La legge di Benford e il voto in Russia
Ieri ci sono state le elezioni presidenziali in Russia. Il risultato, immagino non esattamente imprevisto, è stato che Vladimir Putin ha vinto al primo turno, superando il 60% dei voti. Meno voti di otto anni fa (alle elezioni precedenti non poté presentarsi perché c’è un limite di due mandati consecutivi) ma pur sempre tanti voti. Molti avevano parlato già a priori di brogli elettorali, e sono subito stati pronti a gridare alla manomissione dei voti: beh, al Guardian hanno provato a fare un rapido test statistico, con risultato…
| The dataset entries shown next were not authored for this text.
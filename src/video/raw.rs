//! Uncompressed RGB8 container.
//!
//! Layout, little-endian:
//!
//! ```text
//! 0..8    magic "HERDRAW1"
//! 8..12   width  (u32)
//! 12..16  height (u32)
//! 16..24  fps    (f64)
//! 24..32  frame count (u64)
//! 32..    frame_count * width * height * 3 bytes of packed RGB
//! ```

use std::fs::File;
use std::io::{BufReader, BufWriter, ErrorKind, Read, Seek, SeekFrom, Write};
use std::path::Path;

use image::RgbImage;

use crate::error::VideoError;
use crate::video::{Frame, FrameSink, FrameSource, VideoBackend, VideoMetadata};

pub const MAGIC: &[u8; 8] = b"HERDRAW1";
const HEADER_LEN: u64 = 32;
const FRAME_COUNT_OFFSET: u64 = 24;

/// [`VideoBackend`] for the raw container.
#[derive(Debug, Clone, Copy, Default)]
pub struct RawVideoBackend;

impl VideoBackend for RawVideoBackend {
    fn open_source(&self, path: &Path) -> Result<Box<dyn FrameSource>, VideoError> {
        Ok(Box::new(RawVideoReader::open(path)?))
    }

    fn create_sink(
        &self,
        path: &Path,
        fps: f64,
        resolution: (u32, u32),
    ) -> Result<Box<dyn FrameSink>, VideoError> {
        Ok(Box::new(RawVideoWriter::create(path, fps, resolution)?))
    }
}

fn field<const N: usize>(header: &[u8], at: usize) -> [u8; N] {
    let mut out = [0u8; N];
    out.copy_from_slice(&header[at..at + N]);
    out
}

fn frame_len(width: u32, height: u32) -> Option<u64> {
    u64::from(width)
        .checked_mul(u64::from(height))?
        .checked_mul(3)
}

pub struct RawVideoReader {
    reader: BufReader<File>,
    meta: VideoMetadata,
    frame_len: usize,
    next_index: u64,
}

impl RawVideoReader {
    pub fn open(path: &Path) -> Result<Self, VideoError> {
        let file = File::open(path).map_err(|source| VideoError::Open {
            path: path.to_path_buf(),
            source,
        })?;
        let file_len = file.metadata()?.len();
        let mut reader = BufReader::new(file);

        let mut header = [0u8; HEADER_LEN as usize];
        reader.read_exact(&mut header).map_err(|e| match e.kind() {
            ErrorKind::UnexpectedEof => VideoError::Corrupt("header truncated".to_string()),
            _ => VideoError::Io(e),
        })?;
        if &header[0..8] != MAGIC {
            return Err(VideoError::Corrupt("bad magic".to_string()));
        }

        let width = u32::from_le_bytes(field(&header, 8));
        let height = u32::from_le_bytes(field(&header, 12));
        let fps = f64::from_le_bytes(field(&header, 16));
        let frame_count = u64::from_le_bytes(field(&header, FRAME_COUNT_OFFSET as usize));

        if width == 0 || height == 0 {
            return Err(VideoError::Corrupt(format!(
                "invalid resolution {width}x{height}"
            )));
        }
        if !fps.is_finite() || fps <= 0.0 {
            return Err(VideoError::Corrupt(format!("invalid frame rate {fps}")));
        }
        let frame_len = frame_len(width, height)
            .ok_or_else(|| VideoError::Corrupt("frame size overflows".to_string()))?;
        let payload = frame_len
            .checked_mul(frame_count)
            .and_then(|p| p.checked_add(HEADER_LEN))
            .ok_or_else(|| VideoError::Corrupt("frame count overflows".to_string()))?;
        if file_len < payload {
            return Err(VideoError::Corrupt(format!(
                "expected {payload} bytes for {frame_count} frames, file has {file_len}"
            )));
        }

        Ok(Self {
            reader,
            meta: VideoMetadata {
                frame_count,
                fps,
                width,
                height,
            },
            frame_len: frame_len as usize,
            next_index: 0,
        })
    }
}

impl FrameSource for RawVideoReader {
    fn metadata(&self) -> VideoMetadata {
        self.meta
    }

    fn read_next(&mut self) -> Result<Option<Frame>, VideoError> {
        if self.next_index >= self.meta.frame_count {
            return Ok(None);
        }

        let mut buf = vec![0u8; self.frame_len];
        self.reader.read_exact(&mut buf).map_err(|e| match e.kind() {
            ErrorKind::UnexpectedEof => {
                VideoError::Corrupt(format!("frame {} truncated", self.next_index))
            }
            _ => VideoError::Io(e),
        })?;
        let image = RgbImage::from_raw(self.meta.width, self.meta.height, buf)
            .ok_or_else(|| VideoError::Corrupt("frame buffer size mismatch".to_string()))?;

        let frame = Frame::new(self.next_index, self.meta.fps, image);
        self.next_index += 1;
        Ok(Some(frame))
    }
}

pub struct RawVideoWriter {
    writer: BufWriter<File>,
    resolution: (u32, u32),
    frames_written: u64,
    closed: bool,
}

impl RawVideoWriter {
    pub fn create(path: &Path, fps: f64, resolution: (u32, u32)) -> Result<Self, VideoError> {
        let file = File::create(path).map_err(|source| VideoError::Open {
            path: path.to_path_buf(),
            source,
        })?;
        let mut writer = BufWriter::new(file);

        writer.write_all(MAGIC)?;
        writer.write_all(&resolution.0.to_le_bytes())?;
        writer.write_all(&resolution.1.to_le_bytes())?;
        writer.write_all(&fps.to_le_bytes())?;
        writer.write_all(&0u64.to_le_bytes())?;

        Ok(Self {
            writer,
            resolution,
            frames_written: 0,
            closed: false,
        })
    }

    pub fn frames_written(&self) -> u64 {
        self.frames_written
    }
}

impl FrameSink for RawVideoWriter {
    fn write(&mut self, frame: &Frame) -> Result<(), VideoError> {
        if frame.resolution() != self.resolution {
            return Err(VideoError::Resolution {
                index: frame.index,
                expected: self.resolution,
                got: frame.resolution(),
            });
        }
        self.writer.write_all(frame.image.as_raw())?;
        self.frames_written += 1;
        Ok(())
    }

    fn close(&mut self) -> Result<(), VideoError> {
        if self.closed {
            return Ok(());
        }
        self.writer.seek(SeekFrom::Start(FRAME_COUNT_OFFSET))?;
        self.writer.write_all(&self.frames_written.to_le_bytes())?;
        self.writer.seek(SeekFrom::End(0))?;
        self.writer.flush()?;
        self.closed = true;
        Ok(())
    }
}

/// Write `images` as a complete raw video.
pub fn write_video(path: &Path, fps: f64, images: &[RgbImage]) -> Result<(), VideoError> {
    let resolution = images.first().map(RgbImage::dimensions).unwrap_or((1, 1));
    let mut writer = RawVideoWriter::create(path, fps, resolution)?;
    for (index, image) in images.iter().enumerate() {
        writer.write(&Frame::new(index as u64, fps, image.clone()))?;
    }
    writer.close()
}

#[cfg(test)]
mod tests {
    use super::*;
    use image::Rgb;

    fn gradient(seed: u8) -> RgbImage {
        RgbImage::from_fn(8, 6, |x, y| Rgb([seed, x as u8, y as u8]))
    }

    #[test]
    fn test_frames_come_back_in_order() {
        let dir = tempfile::tempdir().unwrap();
        let path = dir.path().join("clip.raw");
        let images: Vec<_> = (0..5).map(gradient).collect();
        write_video(&path, 25.0, &images).unwrap();

        let mut reader = RawVideoReader::open(&path).unwrap();
        let meta = reader.metadata();
        assert_eq!(meta.frame_count, 5);
        assert_eq!(meta.resolution(), (8, 6));
        assert_eq!(meta.fps, 25.0);

        for (expected_index, image) in images.iter().enumerate() {
            let frame = reader.read_next().unwrap().unwrap();
            assert_eq!(frame.index, expected_index as u64);
            assert_eq!(&frame.image, image);
        }
        assert!(reader.read_next().unwrap().is_none());
    }

    #[test]
    fn test_corrupt_header() {
        let dir = tempfile::tempdir().unwrap();
        let path = dir.path().join("broken.mp4");
        std::fs::write(&path, b"not a video at all, just text padding it out").unwrap();
        assert!(matches!(
            RawVideoReader::open(&path),
            Err(VideoError::Corrupt(_))
        ));

        std::fs::write(&path, b"HERD").unwrap();
        assert!(matches!(
            RawVideoReader::open(&path),
            Err(VideoError::Corrupt(_))
        ));
    }

    #[test]
    fn test_truncated_payload() {
        let dir = tempfile::tempdir().unwrap();
        let path = dir.path().join("short.raw");
        write_video(&path, 30.0, &[gradient(1), gradient(2)]).unwrap();
        let bytes = std::fs::read(&path).unwrap();
        std::fs::write(&path, &bytes[..bytes.len() - 10]).unwrap();
        assert!(matches!(
            RawVideoReader::open(&path),
            Err(VideoError::Corrupt(_))
        ));
    }

    #[test]
    fn test_missing_file() {
        let dir = tempfile::tempdir().unwrap();
        assert!(matches!(
            RawVideoReader::open(&dir.path().join("nope.raw")),
            Err(VideoError::Open { .. })
        ));
    }

    #[test]
    fn test_writer_rejects_resolution_change() {
        let dir = tempfile::tempdir().unwrap();
        let mut writer = RawVideoWriter::create(&dir.path().join("out.raw"), 30.0, (8, 6)).unwrap();
        let frame = Frame::new(0, 30.0, RgbImage::new(4, 4));
        assert!(matches!(
            writer.write(&frame),
            Err(VideoError::Resolution { .. })
        ));
        assert_eq!(writer.frames_written(), 0);
    }
}
//! Detection input and track/detection association.

use std::cmp::Ordering;

use ndarray::Array2;
use serde::{Deserialize, Serialize};

use crate::tracker::rect::{Rect, iou_batch};

/// One raw detector output for one frame.
#[derive(Debug, Clone, Copy, PartialEq, Serialize, Deserialize)]
pub struct Detection {
    /// Bounding box in pixel coordinates
    pub bbox: Rect,
    /// Detector confidence in `[0, 1]`
    pub score: f32,
    /// Detector class id
    pub class_id: u32,
}

impl Detection {
    pub fn new(x1: f32, y1: f32, x2: f32, y2: f32, score: f32, class_id: u32) -> Self {
        Self {
            bbox: Rect::from_tlbr(x1, y1, x2, y2),
            score,
            class_id,
        }
    }

    pub fn from_rect(bbox: Rect, score: f32, class_id: u32) -> Self {
        Self {
            bbox,
            score,
            class_id,
        }
    }

    /// Finite box with `x1 < x2`, `y1 < y2`, non-negative origin, and a
    /// confidence inside `[0, 1]`.
    pub fn is_well_formed(&self) -> bool {
        self.bbox.is_well_formed() && (0.0..=1.0).contains(&self.score)
    }
}

/// How tracks are paired with detections once IoUs are known.
#[derive(Debug, Clone, Copy, PartialEq, Eq, Default, Serialize, Deserialize)]
#[serde(rename_all = "lowercase")]
pub enum MatchStrategy {
    /// Globally optimal assignment (Jonker-Volgenant).
    #[default]
    Optimal,
    /// Highest-overlap pairs first.
    Greedy,
}

#[derive(Debug, Clone, Default, PartialEq, Eq)]
pub struct AssignmentResult {
    /// `(track index, detection index)` pairs
    pub matches: Vec<(usize, usize)>,
    pub unmatched_tracks: Vec<usize>,
    pub unmatched_detections: Vec<usize>,
}

/// Pair `track_boxes` with `det_boxes`; a pair is only accepted when its IoU
/// is at least `min_iou`. Every index appears in exactly one output list.
pub fn associate(
    strategy: MatchStrategy,
    track_boxes: &[Rect],
    det_boxes: &[Rect],
    min_iou: f32,
) -> AssignmentResult {
    let ious = iou_batch(track_boxes, det_boxes);
    match strategy {
        MatchStrategy::Optimal => linear_assignment(&iou_distance(&ious), 1.0 - min_iou),
        MatchStrategy::Greedy => greedy_assignment(&ious, min_iou),
    }
}

/// Cost matrix `1 - IoU`.
pub fn iou_distance(ious: &Array2<f32>) -> Array2<f32> {
    ious.mapv(|iou| 1.0 - iou)
}

fn unmatched_only(num_rows: usize, num_cols: usize) -> AssignmentResult {
    AssignmentResult {
        matches: vec![],
        unmatched_tracks: (0..num_rows).collect(),
        unmatched_detections: (0..num_cols).collect(),
    }
}

fn collect_unmatched(mask: &[bool]) -> Vec<usize> {
    mask.iter()
        .enumerate()
        .filter_map(|(i, &unmatched)| unmatched.then_some(i))
        .collect()
}

/// Minimum-cost assignment; pairs costing more than `thresh` are rejected.
pub fn linear_assignment(cost_matrix: &Array2<f32>, thresh: f32) -> AssignmentResult {
    let (num_rows, num_cols) = cost_matrix.dim();
    if num_rows == 0 || num_cols == 0 {
        return unmatched_only(num_rows, num_cols);
    }

    let size = num_rows.max(num_cols);
    let mut padded = Array2::<f64>::from_elem((size, size), 1e6);
    for ((i, j), cost) in cost_matrix.indexed_iter() {
        padded[[i, j]] = f64::from(*cost);
    }

    let Ok((row_to_col, _)) = lapjv::lapjv(&padded) else {
        return unmatched_only(num_rows, num_cols);
    };

    let mut matches = vec![];
    let mut unmatched_tracks = vec![];
    let mut unmatched_detections_mask = vec![true; num_cols];

    for (row_idx, &col_idx) in row_to_col.iter().enumerate().take(num_rows) {
        if col_idx < num_cols && cost_matrix[[row_idx, col_idx]] <= thresh {
            matches.push((row_idx, col_idx));
            unmatched_detections_mask[col_idx] = false;
        } else {
            unmatched_tracks.push(row_idx);
        }
    }

    AssignmentResult {
        matches,
        unmatched_tracks,
        unmatched_detections: collect_unmatched(&unmatched_detections_mask),
    }
}

/// Walk pairs in descending IoU order, taking each pair whose track and
/// detection are both still free. Ties keep row-major order.
pub fn greedy_assignment(ious: &Array2<f32>, min_iou: f32) -> AssignmentResult {
    let (num_rows, num_cols) = ious.dim();

    let mut pairs: Vec<(f32, usize, usize)> = ious
        .indexed_iter()
        .filter(|(_, iou)| **iou >= min_iou)
        .map(|((i, j), iou)| (*iou, i, j))
        .collect();
    pairs.sort_by(|a, b| b.0.partial_cmp(&a.0).unwrap_or(Ordering::Equal));

    let mut free_tracks = vec![true; num_rows];
    let mut free_detections = vec![true; num_cols];
    let mut matches = vec![];

    for (_, i, j) in pairs {
        if free_tracks[i] && free_detections[j] {
            free_tracks[i] = false;
            free_detections[j] = false;
            matches.push((i, j));
        }
    }
    matches.sort_unstable();

    AssignmentResult {
        matches,
        unmatched_tracks: collect_unmatched(&free_tracks),
        unmatched_detections: collect_unmatched(&free_detections),
    }
}

#[cfg(test)]
mod tests {
    use super::*;

    fn boxes() -> (Vec<Rect>, Vec<Rect>) {
        let tracks = vec![
            Rect::new(0.0, 0.0, 10.0, 10.0),
            Rect::new(100.0, 100.0, 10.0, 10.0),
        ];
        let dets = vec![
            Rect::new(101.0, 101.0, 10.0, 10.0),
            Rect::new(500.0, 500.0, 10.0, 10.0),
            Rect::new(1.0, 0.0, 10.0, 10.0),
        ];
        (tracks, dets)
    }

    #[test]
    fn test_optimal_assignment() {
        let (tracks, dets) = boxes();
        let result = associate(MatchStrategy::Optimal, &tracks, &dets, 0.3);
        let mut matches = result.matches.clone();
        matches.sort_unstable();
        assert_eq!(matches, vec![(0, 2), (1, 0)]);
        assert!(result.unmatched_tracks.is_empty());
        assert_eq!(result.unmatched_detections, vec![1]);
    }

    #[test]
    fn test_greedy_assignment() {
        let (tracks, dets) = boxes();
        let result = associate(MatchStrategy::Greedy, &tracks, &dets, 0.3);
        assert_eq!(result.matches, vec![(0, 2), (1, 0)]);
        assert_eq!(result.unmatched_detections, vec![1]);
    }

    #[test]
    fn test_greedy_prefers_highest_overlap() {
        let tracks = vec![Rect::new(0.0, 0.0, 10.0, 10.0)];
        let dets = vec![Rect::new(3.0, 0.0, 10.0, 10.0), Rect::new(1.0, 0.0, 10.0, 10.0)];
        let result = associate(MatchStrategy::Greedy, &tracks, &dets, 0.1);
        assert_eq!(result.matches, vec![(0, 1)]);
        assert_eq!(result.unmatched_detections, vec![0]);
    }

    #[test]
    fn test_threshold_rejects_weak_overlap() {
        let tracks = vec![Rect::new(0.0, 0.0, 10.0, 10.0)];
        let dets = vec![Rect::new(5.0, 5.0, 10.0, 10.0)];
        for strategy in [MatchStrategy::Optimal, MatchStrategy::Greedy] {
            let result = associate(strategy, &tracks, &dets, 0.3);
            assert!(result.matches.is_empty());
            assert_eq!(result.unmatched_tracks, vec![0]);
            assert_eq!(result.unmatched_detections, vec![0]);
        }
    }

    #[test]
    fn test_empty_sides() {
        let tracks = vec![Rect::new(0.0, 0.0, 10.0, 10.0)];
        let result = associate(MatchStrategy::Optimal, &tracks, &[], 0.3);
        assert_eq!(result.unmatched_tracks, vec![0]);
        let result = associate(MatchStrategy::Greedy, &[], &tracks, 0.3);
        assert_eq!(result.unmatched_detections, vec![0]);
    }

    #[test]
    fn test_detection_well_formed() {
        assert!(Detection::new(0.0, 0.0, 5.0, 5.0, 0.5, 18).is_well_formed());
        assert!(!Detection::new(0.0, 0.0, 5.0, 5.0, 1.5, 18).is_well_formed());
        assert!(!Detection::new(0.0, 0.0, 5.0, 5.0, f32::NAN, 18).is_well_formed());
    }
}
I giornalisti del Guardian hanno preso i dati relativi ai voti di circa 2150 seggi, scelti perché erano presenti degli osservatori russi che hanno subito pubblicato i dati provvisori; hanno poi verificato i voti presi da ciascun candidato in ogni seggio, considerato la prima cifra (quindi da 146 hanno preso 1), e plottato queste cifre rispetto ai valori teorici dati dalla legge di Benford. Il risultato lo potete vedere qui a fianco: c’è una grossa discrepanza. L’articolo ha anche un grafico simile per i soli voti assegnati a Putin, che è ancora meno simile al grafico a forma di iperbole predetto dalla legge di Benford, avendo un andamento a campana gaussiana.
Allora abbiamo trovato le prove dei brogli? Macché. Come afferma lo stesso giornalista del Guardian – che ha il vantaggio di avere come collega Ben Goldacre, che potrà avere un caratteraccio ma che i conti li sa fare – l’esperimento lascia il tempo che trova per una semplice ragione statistica. La legge di Benford, come avevo spiegato a suo tempo nel post citato sopra, è un’invariante di scala. Questo letteralmente significa che se si raddoppiano o dimezzano tutti i valori allora i numeri ottenuti devono conformarsi alla legge, ma ha come corollario che i valori devono essere molto variabili, e collocarsi tra svariati ordini di grandezza per fare predizioni valide. Se per esempio si hanno solo numeri compresi tra 800 e 3000, chiaramente non si potrà mai avere una distribuzione delle prime cifre a forma di iperbole, per l’ottima ragione che non ci possono essere numeri che inizino con 4, 5, 6 e 7. Questo è proprio il caso dei tipici seggi elettorali: un’analisi di questo tipo è pertanto destinata a fallire anche senza tenere in conto altri fattori come lo studio storico dei flussi elettorali e via discorrendo.
Morale della storia? I modelli matematici sono tanto belli, ma prima di fidarsi ciecamente di essi bisogna verificare se stanno davvero modellando!